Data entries
╭──

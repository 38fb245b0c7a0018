//! Check whether a certificate has been revoked by its issuer.
//!
//! Usage: revocation_check <subject.pem> <issuer.pem> [ocsp-url]

use revoq::{ParsedCertificate, Revoq};

#[tokio::main]
async fn main() -> Result<(), Box<dyn std::error::Error>> {
    let mut args = std::env::args().skip(1);
    let (Some(subject_path), Some(issuer_path)) = (args.next(), args.next()) else {
        eprintln!("usage: revocation_check <subject.pem> <issuer.pem> [ocsp-url]");
        std::process::exit(2);
    };
    let ocsp_url = args.next();

    let subject = ParsedCertificate::from_pem(&std::fs::read(subject_path)?)?;
    let issuer = ParsedCertificate::from_pem(&std::fs::read(issuer_path)?)?;

    let engine = Revoq::engine();
    let result = engine
        .check_with_responder(&subject, &issuer, ocsp_url.as_deref())
        .await;

    let report = engine.last_report();
    println!("policy:  {}", report.policy);
    for method in &report.methods_tried {
        println!("tried:   {method}");
    }
    if let Some(status) = report.ocsp_status {
        println!("ocsp:    {status}");
    }
    if let Some(error) = &report.ocsp_error {
        println!("         {error}");
    }
    if let Some(status) = report.crl_status {
        println!("crl:     {status}");
    }
    if let Some(error) = &report.crl_error {
        println!("         {error}");
    }

    match result {
        Ok(true) => println!("verdict: not revoked"),
        Ok(false) => println!("verdict: REVOKED"),
        Err(e) => {
            println!("verdict: undetermined ({e})");
            std::process::exit(1);
        }
    }
    Ok(())
}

╰──

▸ **EXERCISE PROMPT**
What is needed is a single figure, the number of lines in the entries above that contain "main".

▸ **RESULT**
2